**Description of the task**
In the records below, find the line with "repository 3eb7e845432730d9" and the line with "given source address."; return exactly those lines and every line between them.

[Stored items]
···
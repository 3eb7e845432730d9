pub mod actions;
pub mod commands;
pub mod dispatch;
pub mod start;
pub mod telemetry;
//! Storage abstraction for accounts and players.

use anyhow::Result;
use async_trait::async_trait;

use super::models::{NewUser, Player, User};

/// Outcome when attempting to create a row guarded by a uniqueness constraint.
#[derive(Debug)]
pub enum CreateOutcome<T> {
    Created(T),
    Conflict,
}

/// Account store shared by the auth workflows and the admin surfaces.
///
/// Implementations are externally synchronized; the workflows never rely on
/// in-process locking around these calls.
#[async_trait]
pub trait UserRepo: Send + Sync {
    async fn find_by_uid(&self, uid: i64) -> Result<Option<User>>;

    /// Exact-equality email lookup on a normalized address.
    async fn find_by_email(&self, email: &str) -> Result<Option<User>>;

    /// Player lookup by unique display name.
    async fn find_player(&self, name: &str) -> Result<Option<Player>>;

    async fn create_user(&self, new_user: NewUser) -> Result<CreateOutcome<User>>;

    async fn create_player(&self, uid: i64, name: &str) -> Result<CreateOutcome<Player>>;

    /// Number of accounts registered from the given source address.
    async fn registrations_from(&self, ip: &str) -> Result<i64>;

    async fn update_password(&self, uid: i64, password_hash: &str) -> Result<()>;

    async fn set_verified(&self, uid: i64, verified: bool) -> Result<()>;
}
···
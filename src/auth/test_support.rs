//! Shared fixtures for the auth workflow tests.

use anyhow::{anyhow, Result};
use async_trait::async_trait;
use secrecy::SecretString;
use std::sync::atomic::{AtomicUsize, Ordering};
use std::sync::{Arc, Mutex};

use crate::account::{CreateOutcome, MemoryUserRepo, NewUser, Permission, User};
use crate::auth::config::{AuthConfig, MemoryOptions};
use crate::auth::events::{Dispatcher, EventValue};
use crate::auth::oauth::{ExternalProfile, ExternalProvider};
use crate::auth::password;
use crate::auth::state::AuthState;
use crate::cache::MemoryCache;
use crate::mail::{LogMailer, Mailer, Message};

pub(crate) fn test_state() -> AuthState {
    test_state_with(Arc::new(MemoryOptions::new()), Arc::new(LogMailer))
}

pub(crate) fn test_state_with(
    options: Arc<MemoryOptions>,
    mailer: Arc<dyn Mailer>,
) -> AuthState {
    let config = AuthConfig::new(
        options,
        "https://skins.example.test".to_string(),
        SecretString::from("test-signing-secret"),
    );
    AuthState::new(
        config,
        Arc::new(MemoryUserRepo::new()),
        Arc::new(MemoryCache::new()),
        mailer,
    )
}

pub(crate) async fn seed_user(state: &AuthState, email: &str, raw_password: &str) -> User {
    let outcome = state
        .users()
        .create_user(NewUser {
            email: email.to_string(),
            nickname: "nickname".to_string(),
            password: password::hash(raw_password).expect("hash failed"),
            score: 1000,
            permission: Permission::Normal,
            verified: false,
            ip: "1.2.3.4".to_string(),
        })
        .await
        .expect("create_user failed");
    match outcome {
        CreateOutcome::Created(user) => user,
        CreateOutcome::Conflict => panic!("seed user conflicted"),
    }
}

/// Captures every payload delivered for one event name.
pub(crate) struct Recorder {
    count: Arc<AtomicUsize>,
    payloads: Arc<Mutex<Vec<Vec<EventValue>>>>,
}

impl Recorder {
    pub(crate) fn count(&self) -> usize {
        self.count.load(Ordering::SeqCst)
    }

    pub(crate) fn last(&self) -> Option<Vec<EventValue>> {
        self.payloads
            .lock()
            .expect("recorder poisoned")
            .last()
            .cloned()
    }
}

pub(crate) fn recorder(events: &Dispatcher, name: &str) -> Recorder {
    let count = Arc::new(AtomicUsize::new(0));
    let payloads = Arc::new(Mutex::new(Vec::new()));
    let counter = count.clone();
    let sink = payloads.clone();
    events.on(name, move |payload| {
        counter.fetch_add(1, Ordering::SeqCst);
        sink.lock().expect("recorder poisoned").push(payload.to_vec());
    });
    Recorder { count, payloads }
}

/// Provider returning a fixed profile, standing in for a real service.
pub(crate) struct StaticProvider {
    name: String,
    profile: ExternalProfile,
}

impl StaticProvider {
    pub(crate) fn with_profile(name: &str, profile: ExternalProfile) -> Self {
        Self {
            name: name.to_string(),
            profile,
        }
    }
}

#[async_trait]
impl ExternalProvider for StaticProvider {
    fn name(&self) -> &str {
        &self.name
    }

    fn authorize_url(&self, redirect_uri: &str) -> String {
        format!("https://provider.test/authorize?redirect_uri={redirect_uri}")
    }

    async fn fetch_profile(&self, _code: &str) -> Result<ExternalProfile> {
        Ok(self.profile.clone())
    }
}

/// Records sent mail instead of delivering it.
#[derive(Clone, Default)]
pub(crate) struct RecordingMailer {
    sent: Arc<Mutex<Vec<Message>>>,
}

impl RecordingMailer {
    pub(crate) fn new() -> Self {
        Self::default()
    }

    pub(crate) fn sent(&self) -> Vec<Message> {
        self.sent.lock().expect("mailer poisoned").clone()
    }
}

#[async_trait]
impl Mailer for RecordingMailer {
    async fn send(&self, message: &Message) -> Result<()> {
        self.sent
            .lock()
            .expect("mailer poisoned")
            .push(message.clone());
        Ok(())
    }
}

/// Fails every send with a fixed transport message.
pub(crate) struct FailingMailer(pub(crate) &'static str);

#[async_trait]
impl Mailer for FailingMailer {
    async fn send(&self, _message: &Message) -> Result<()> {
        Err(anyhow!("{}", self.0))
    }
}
···
**Finished task**
repository 3eb7e845432730d9
pub mod actions;
pub mod commands;
pub mod dispatch;
pub mod start;
pub mod telemetry;
//! Storage abstraction for accounts and players.

use anyhow::Result;
use async_trait::async_trait;

use super::models::{NewUser, Player, User};

/// Outcome when attempting to create a row guarded by a uniqueness constraint.
#[derive(Debug)]
pub enum CreateOutcome<T> {
    Created(T),
    Conflict,
}

/// Account store shared by the auth workflows and the admin surfaces.
///
/// Implementations are externally synchronized; the workflows never rely on
/// in-process locking around these calls.
#[async_trait]
pub trait UserRepo: Send + Sync {
    async fn find_by_uid(&self, uid: i64) -> Result<Option<User>>;

    /// Exact-equality email lookup on a normalized address.
    async fn find_by_email(&self, email: &str) -> Result<Option<User>>;

    /// Player lookup by unique display name.
    async fn find_player(&self, name: &str) -> Result<Option<Player>>;

    async fn create_user(&self, new_user: NewUser) -> Result<CreateOutcome<User>>;

    async fn create_player(&self, uid: i64, name: &str) -> Result<CreateOutcome<Player>>;

    /// Number of accounts registered from the given source address.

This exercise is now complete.